When I moved back to the West Country I continued to work in make-up and body painting, regularly spending hours on the M5 to jobs in the bigger centres of Bristol and Bath. Eventually this tiring way of life brought me to the point where I took a leap of faith and gave painting all my energy. I’ve not for one second ever regretted it. My work is my driving force and gives me a focus within my life. And I’ve always seized opportunities when they become apparent. I believe they only become apparent when one needs a change!
And what’s the day-to-day life of an artist like?
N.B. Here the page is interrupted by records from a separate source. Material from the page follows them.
//! Logging and trace export
//!
//! Logs go to stdout as JSON. When an OTLP endpoint is configured, spans are
//! also exported over gRPC with W3C trace-context propagation.

use opentelemetry::trace::TracerProvider as _;
use opentelemetry::{global, KeyValue};
use opentelemetry_otlp::WithExportConfig;
use opentelemetry_sdk::propagation::TraceContextPropagator;
use opentelemetry_sdk::trace::TracerProvider;
use opentelemetry_sdk::{runtime, Resource};
use thiserror::Error;
use tracing_subscriber::layer::SubscriberExt;
use tracing_subscriber::util::SubscriberInitExt;
use tracing_subscriber::EnvFilter;

/// Filter used when `RUST_LOG` is unset
pub const DEFAULT_LOG_FILTER: &str = "info,flinkop=debug,kube=info,tower=warn,hyper=warn";

/// Errors that can occur during telemetry initialization
#[derive(Debug, Error)]
pub enum TelemetryError {
    /// Failed to initialize the OTLP span exporter
    #[error("failed to initialize tracer: {0}")]
    TracerInit(String),

    /// A global subscriber was already installed
    #[error("failed to initialize tracing subscriber: {0}")]
    SubscriberInit(String),
}

/// Telemetry settings
#[derive(Debug, Clone)]
pub struct TelemetryConfig {
    /// Service name attached to every exported span
    pub service_name: String,

    /// OTLP gRPC endpoint (e.g. `http://otel-collector:4317`).
    /// Spans are not exported when unset.
    pub otlp_endpoint: Option<String>,
}

impl Default for TelemetryConfig {
    fn default() -> Self {
        Self {
            service_name: "flinkop".to_string(),
            otlp_endpoint: std::env::var("OTEL_EXPORTER_OTLP_ENDPOINT").ok(),
        }
    }
}

/// Handle to the installed tracer; flushes pending spans on shutdown
#[derive(Debug, Default)]
pub struct TelemetryGuard {
    provider: Option<TracerProvider>,
}

impl TelemetryGuard {
    /// Flush and stop span export
    pub fn shutdown(self) {
        if let Some(provider) = self.provider {
            if let Err(e) = provider.shutdown() {
                tracing::warn!(error = %e, "tracer provider shutdown failed");
            }
        }
    }
}

/// Install the global tracing subscriber.
///
/// Must be called from within a Tokio runtime when an OTLP endpoint is set,
/// since the batch exporter spawns onto it.
pub fn init_telemetry(config: TelemetryConfig) -> Result<TelemetryGuard, TelemetryError> {
    global::set_text_map_propagator(TraceContextPropagator::new());

    let (otel_layer, provider) = match &config.otlp_endpoint {
        Some(endpoint) => {
            let provider = init_otlp_tracer(endpoint, build_resource(&config.service_name))?;
            let tracer = provider.tracer(config.service_name.clone());
            (
                Some(tracing_opentelemetry::layer().with_tracer(tracer)),
                Some(provider),
            )
        }
        None => (None, None),
    };

    let env_filter =
        EnvFilter::try_from_default_env().unwrap_or_else(|_| EnvFilter::new(DEFAULT_LOG_FILTER));

    let fmt_layer = tracing_subscriber::fmt::layer()
        .json()
        .with_current_span(true)
        .with_span_list(false)
        .with_target(true)
        .with_file(false)
        .with_line_number(false);

    tracing_subscriber::registry()
        .with(env_filter)
        .with(fmt_layer)
        .with(otel_layer)
        .try_init()
        .map_err(|e| TelemetryError::SubscriberInit(e.to_string()))?;

    Ok(TelemetryGuard { provider })
}

/// Resource attributes: service identity plus pod placement from the
/// downward API
fn build_resource(service_name: &str) -> Resource {
    let mut attributes = vec![
        KeyValue::new(
            opentelemetry_semantic_conventions::resource::SERVICE_NAME,
            service_name.to_string(),
        ),
        KeyValue::new(
            opentelemetry_semantic_conventions::resource::SERVICE_VERSION,
            env!("CARGO_PKG_VERSION"),
        ),
    ];

    for (var, key) in [
        ("POD_NAME", "k8s.pod.name"),
        ("POD_NAMESPACE", "k8s.namespace.name"),
        ("NODE_NAME", "k8s.node.name"),
    ] {
        if let Ok(value) = std::env::var(var) {
            attributes.push(KeyValue::new(key, value));
        }
    }

    Resource::new(attributes)
}

fn init_otlp_tracer(endpoint: &str, resource: Resource) -> Result<TracerProvider, TelemetryError> {
    let exporter = opentelemetry_otlp::SpanExporter::builder()
        .with_tonic()
        .with_endpoint(endpoint)
        .build()
        .map_err(|e| TelemetryError::TracerInit(e.to_string()))?;

    let provider = TracerProvider::builder()
        .with_batch_exporter(exporter, runtime::Tokio)
        .with_resource(resource)
        .build();

    global::set_tracer_provider(provider.clone());

    Ok(provider)
}

#[cfg(test)]
mod tests {
    use super::*;

    #[test]
    fn default_service_name() {
        assert_eq!(TelemetryConfig::default().service_name, "flinkop");
    }

    #[test]
    fn default_filter_parses() {
        assert!(EnvFilter::try_new(DEFAULT_LOG_FILTER).is_ok());
    }

    #[test]
    fn resource_carries_service_name() {
        let resource = build_resource("flinkop-test");
        let name = resource.get(opentelemetry::Key::new(
            opentelemetry_semantic_conventions::resource::SERVICE_NAME,
        ));
        assert_eq!(name.map(|v| v.to_string()), Some("flinkop-test".to_string()));
    }

    #[test]
    fn guard_without_provider_shuts_down_quietly() {
        TelemetryGuard::default().shutdown();
    }
}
I have been freelance and self-employed virtually all my working life, and like most creatives, there is no typical day. There is no weekend – there are just DAYS! I live alone and therefore also have the general stuff of personal and home maintenance as a couple of balls to keep juggling in the air. I often paint in immersive blocks of days and sideline all else. I usually come to a natural breaking point and then deal with the domestic stuff and enjoy catching up with friends and family. During painting days, I go to locations that interest me as potential source material. As a landscape painter, Devon is abundant in everything that inspires me, from coast to moor. You can visit the same places on a different day with different conditions and different emotions and the art created will never be the same.
I sketch, take notes and photographs and return to my studio to work up paintings from material gathered. My work is often mixed media, and a building of layers culminating in soft pastel. During the last year I find I’m also working more in acrylic, which is giving an exciting dimension to my landscape painting.
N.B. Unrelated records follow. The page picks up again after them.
//! Deployment comparison
//!
//! Groups the live Deployments of an application by spec hash and decides
//! which set, if any, matches the desired spec.

use std::collections::BTreeMap;
use std::sync::Arc;

use k8s_openapi::api::apps::v1::Deployment;
use kube::ResourceExt;
use tracing::debug;

use flinkop_common::crd::FlinkApplication;
use flinkop_common::{
    hash_for_application, Result, FLINK_APP_HASH_LABEL, FLINK_DEPLOYMENT_TYPE_LABEL,
    JOBMANAGER_DEPLOYMENT_TYPE, TASKMANAGER_DEPLOYMENT_TYPE,
};

use crate::k8s::K8sCluster;
use crate::resources::{app_hash_labels, app_labels};

/// The Deployments making up one revision of a cluster
#[derive(Clone, Debug, Default, PartialEq)]
pub struct DeploymentSet {
    /// Spec hash shared by the members
    pub hash: String,
    /// Job-manager Deployment
    pub jobmanager: Option<Deployment>,
    /// Task-manager Deployment
    pub taskmanager: Option<Deployment>,
}

impl DeploymentSet {
    /// Both members are present
    pub fn is_complete(&self) -> bool {
        self.jobmanager.is_some() && self.taskmanager.is_some()
    }

    /// Whether this set is what `app` wants running under `hash`
    pub fn is_current(&self, app: &FlinkApplication, hash: &str) -> bool {
        let Some(taskmanager) = &self.taskmanager else {
            return false;
        };
        self.is_complete()
            && self.hash == hash
            && desired_replicas(taskmanager) == app.spec.task_manager_replicas()
    }
}

/// Replicas requested by a Deployment (1 when unset)
pub fn desired_replicas(deployment: &Deployment) -> i32 {
    deployment
        .spec
        .as_ref()
        .and_then(|s| s.replicas)
        .unwrap_or(1)
}

/// Every requested replica is available
pub fn is_deployment_ready(deployment: &Deployment) -> bool {
    let available = deployment
        .status
        .as_ref()
        .and_then(|s| s.available_replicas)
        .unwrap_or(0);
    available == desired_replicas(deployment)
}

/// The set is complete and every member is ready
pub fn is_deployment_set_ready(set: &DeploymentSet) -> bool {
    match (&set.jobmanager, &set.taskmanager) {
        (Some(jm), Some(tm)) => is_deployment_ready(jm) && is_deployment_ready(tm),
        _ => false,
    }
}

/// Group Deployments by hash label, sorted by hash.
///
/// Deployments missing the hash or type label are not ours to compare and
/// are skipped.
pub fn group_deployments(deployments: Vec<Deployment>) -> Vec<DeploymentSet> {
    let mut sets: BTreeMap<String, DeploymentSet> = BTreeMap::new();

    for deployment in deployments {
        let labels = deployment.labels();
        let (Some(hash), Some(kind)) = (
            labels.get(FLINK_APP_HASH_LABEL).cloned(),
            labels.get(FLINK_DEPLOYMENT_TYPE_LABEL).cloned(),
        ) else {
            debug!(name = %deployment.name_any(), "skipping deployment without flink labels");
            continue;
        };

        let set = sets.entry(hash.clone()).or_insert_with(|| DeploymentSet {
            hash,
            ..Default::default()
        });
        match kind.as_str() {
            JOBMANAGER_DEPLOYMENT_TYPE => set.jobmanager = Some(deployment),
            TASKMANAGER_DEPLOYMENT_TYPE => set.taskmanager = Some(deployment),
            other => {
                debug!(name = %deployment.name_any(), kind = %other, "skipping unknown deployment type")
            }
        }
    }

    sets.into_values().collect()
}

/// Split sets into the one matching `hash` (if current) and the rest
pub fn partition_deployment_sets(
    app: &FlinkApplication,
    hash: &str,
    sets: Vec<DeploymentSet>,
) -> (Option<DeploymentSet>, Vec<DeploymentSet>) {
    let mut current = None;
    let mut stale = Vec::new();
    for set in sets {
        if current.is_none() && set.is_current(app, hash) {
            current = Some(set);
        } else {
            stale.push(set);
        }
    }
    (current, stale)
}

/// Label queries over an application's live Deployments
#[derive(Clone)]
pub struct DeploymentComparator {
    k8s: Arc<dyn K8sCluster>,
}

impl DeploymentComparator {
    /// Create a comparator over the given cluster
    pub fn new(k8s: Arc<dyn K8sCluster>) -> Self {
        Self { k8s }
    }

    /// Every Deployment of `app`, any revision
    pub async fn get_deployments_for_app(&self, app: &FlinkApplication) -> Result<Vec<Deployment>> {
        self.k8s
            .list_deployments(&app.namespace_or_default(), &app_labels(app))
            .await
    }

    /// Deployments of `app` built from `hash`
    pub async fn get_deployments_with_hash(
        &self,
        app: &FlinkApplication,
        hash: &str,
    ) -> Result<Vec<Deployment>> {
        self.k8s
            .list_deployments(&app.namespace_or_default(), &app_hash_labels(app, hash))
            .await
    }

    /// The set matching the desired spec, if one is running, and every
    /// other set of the application
    pub async fn get_current_and_stale_deployments(
        &self,
        app: &FlinkApplication,
    ) -> Result<(Option<DeploymentSet>, Vec<DeploymentSet>)> {
        let hash = hash_for_application(app);
        let deployments = self.get_deployments_for_app(app).await?;
        let sets = group_deployments(deployments);
        let (current, stale) = partition_deployment_sets(app, &hash, sets);
        debug!(
            app = %app.name_any(),
            hash = %hash,
            current = current.is_some(),
            stale = stale.len(),
            "compared deployments"
        );
        Ok((current, stale))
    }
}

#[cfg(test)]
mod tests {
    use super::*;
    use crate::k8s::MockK8sCluster;
    use crate::resources::{build_job_manager_deployment, build_task_manager_deployment};
    use crate::testing::api_error;
    use flinkop_common::crd::{FlinkApplicationSpec, TaskManagerConfig};
    use flinkop_common::{ControllerConfig, Error, FLINK_APP_LABEL};
    use k8s_openapi::api::apps::v1::DeploymentStatus;

    fn app(parallelism: i32) -> FlinkApplication {
        let mut app = FlinkApplication::new(
            "app-name",
            FlinkApplicationSpec {
                image: "flink:1.7.2".to_string(),
                flink_version: "1.7".to_string(),
                parallelism,
                jar_name: "job.jar".to_string(),
                task_manager_config: TaskManagerConfig {
                    task_slots: Some(2),
                    ..Default::default()
                },
                ..Default::default()
            },
        );
        app.metadata.namespace = Some("flink".to_string());
        app
    }

    fn cluster_for(app: &FlinkApplication, hash: &str) -> Vec<Deployment> {
        let config = ControllerConfig::default();
        vec![
            build_job_manager_deployment(app, hash, &config),
            build_task_manager_deployment(app, hash, &config),
        ]
    }

    fn with_available(mut deployment: Deployment, available: i32) -> Deployment {
        deployment.status = Some(DeploymentStatus {
            available_replicas: Some(available),
            ..Default::default()
        });
        deployment
    }

    fn comparator_returning(deployments: Vec<Deployment>) -> DeploymentComparator {
        let mut k8s = MockK8sCluster::new();
        k8s.expect_list_deployments()
            .withf(|namespace, labels| {
                namespace == "flink" && labels.len() == 1 && labels[FLINK_APP_LABEL] == "app-name"
            })
            .returning(move |_, _| Ok(deployments.clone()));
        DeploymentComparator::new(Arc::new(k8s))
    }

    #[tokio::test]
    async fn current_set_is_found() {
        let app = app(4);
        let hash = hash_for_application(&app);
        let comparator = comparator_returning(cluster_for(&app, &hash));

        let (current, stale) = comparator
            .get_current_and_stale_deployments(&app)
            .await
            .unwrap();
        let current = current.expect("current set should be found");
        assert_eq!(current.hash, hash);
        assert!(current.is_complete());
        assert!(stale.is_empty());
    }

    #[tokio::test]
    async fn spec_changes_make_the_running_set_stale() {
        let running = app(4);
        let running_hash = hash_for_application(&running);

        let edits: [fn(&mut FlinkApplicationSpec); 4] = [
            |s: &mut FlinkApplicationSpec| s.parallelism = 8,
            |s: &mut FlinkApplicationSpec| s.jar_name = "other.jar".to_string(),
            |s: &mut FlinkApplicationSpec| s.program_args = Some("--fast".to_string()),
            |s: &mut FlinkApplicationSpec| s.entry_class = Some("org.example.Other".to_string()),
        ];
        for edit in edits {
            let mut desired = running.clone();
            edit(&mut desired.spec);
            let comparator = comparator_returning(cluster_for(&running, &running_hash));

            let (current, stale) = comparator
                .get_current_and_stale_deployments(&desired)
                .await
                .unwrap();
            assert!(current.is_none());
            assert_eq!(stale.len(), 1);
            assert_eq!(stale[0].hash, running_hash);
        }
    }

    #[tokio::test]
    async fn no_deployments_is_not_an_error() {
        let comparator = comparator_returning(vec![]);
        let (current, stale) = comparator
            .get_current_and_stale_deployments(&app(4))
            .await
            .unwrap();
        assert!(current.is_none());
        assert!(stale.is_empty());
    }

    #[tokio::test]
    async fn query_errors_propagate() {
        let mut k8s = MockK8sCluster::new();
        k8s.expect_list_deployments()
            .returning(|_, _| Err(api_error(500, "list failed")));
        let comparator = DeploymentComparator::new(Arc::new(k8s));

        let err = comparator
            .get_current_and_stale_deployments(&app(4))
            .await
            .unwrap_err();
        assert!(err.to_string().contains("list failed"));
        assert!(matches!(err, Error::Kube(_)));
    }

    #[tokio::test]
    async fn hash_query_uses_both_labels() {
        let app = app(4);
        let mut k8s = MockK8sCluster::new();
        k8s.expect_list_deployments()
            .withf(|_, labels| {
                labels[FLINK_APP_LABEL] == "app-name" && labels[FLINK_APP_HASH_LABEL] == "abcd1234"
            })
            .times(1)
            .returning(|_, _| Ok(vec![]));
        let comparator = DeploymentComparator::new(Arc::new(k8s));

        let deployments = comparator
            .get_deployments_with_hash(&app, "abcd1234")
            .await
            .unwrap();
        assert!(deployments.is_empty());
    }

    #[test]
    fn replica_mismatch_is_not_current() {
        let app = app(4);
        let hash = hash_for_application(&app);
        let mut sets = group_deployments(cluster_for(&app, &hash));
        // Scaled by hand away from ceil(4 / 2)
        if let Some(spec) = sets[0].taskmanager.as_mut().and_then(|d| d.spec.as_mut()) {
            spec.replicas = Some(5);
        }

        let (current, stale) = partition_deployment_sets(&app, &hash, sets);
        assert!(current.is_none());
        assert_eq!(stale.len(), 1);
    }

    #[test]
    fn incomplete_sets_are_stale() {
        let app = app(4);
        let hash = hash_for_application(&app);
        let mut deployments = cluster_for(&app, &hash);
        deployments.truncate(1);

        let sets = group_deployments(deployments);
        assert_eq!(sets.len(), 1);
        assert!(!sets[0].is_complete());

        let (current, stale) = partition_deployment_sets(&app, &hash, sets);
        assert!(current.is_none());
        assert_eq!(stale.len(), 1);
    }

    #[test]
    fn grouping_separates_revisions_and_skips_foreign_deployments() {
        let app = app(4);
        let mut deployments = cluster_for(&app, "aaaaaaaa");
        deployments.extend(cluster_for(&app, "bbbbbbbb"));
        deployments.push(Deployment::default());

        let sets = group_deployments(deployments);
        assert_eq!(sets.len(), 2);
        assert_eq!(sets[0].hash, "aaaaaaaa");
        assert_eq!(sets[1].hash, "bbbbbbbb");
        assert!(sets.iter().all(DeploymentSet::is_complete));
    }

    #[test]
    fn readiness_compares_available_to_desired() {
        let app = app(4);
        let hash = hash_for_application(&app);
        let [jm, tm]: [Deployment; 2] = cluster_for(&app, &hash).try_into().unwrap();

        assert!(!is_deployment_ready(&jm));
        assert!(is_deployment_ready(&with_available(jm.clone(), 1)));
        assert!(!is_deployment_ready(&with_available(tm.clone(), 1)));

        let ready = DeploymentSet {
            hash: hash.clone(),
            jobmanager: Some(with_available(jm.clone(), 1)),
            taskmanager: Some(with_available(tm, 2)),
        };
        assert!(is_deployment_set_ready(&ready));

        let partial = DeploymentSet {
            hash,
            jobmanager: Some(with_available(jm, 1)),
            taskmanager: None,
        };
        assert!(!is_deployment_set_ready(&partial));
    }
}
I’m nearly 70 and my only ‘don’t’ is the retire-word, and I feel fortunate to have a strong urge to keep learning, creating and growing. I bore myself with repetition and am always open to new approaches within my work. I’m always making virtual paintings in my mind, until they need to be transferred from my head to a board. Needless to say, in my mind they are incredible masterpieces… in reality, often more challenging!
It’s clear your paintings are inspired by the natural landscape – what do you hope to convey in your work?
Devon has an incredible coastline with magnificent cliffs, rocks and sea. Dartmoor offers such wonderful textures and deep wide perspectives. There are fantastic racing rocky rivers as well as exciting woodlands and windblown trees. I love this visual commotion – the interplay of light, atmosphere and texture. It’s the challenge of portraying the various juxtapositions of the natural world that excites me. It’s the scratchiness of undergrowth next to a flat expanse of water, or the gnarly trunk of a tree against a brooding sky. The combined effect is sometimes subtle, sometimes dramatic – and all too easy to miss if you don’t take time to really look.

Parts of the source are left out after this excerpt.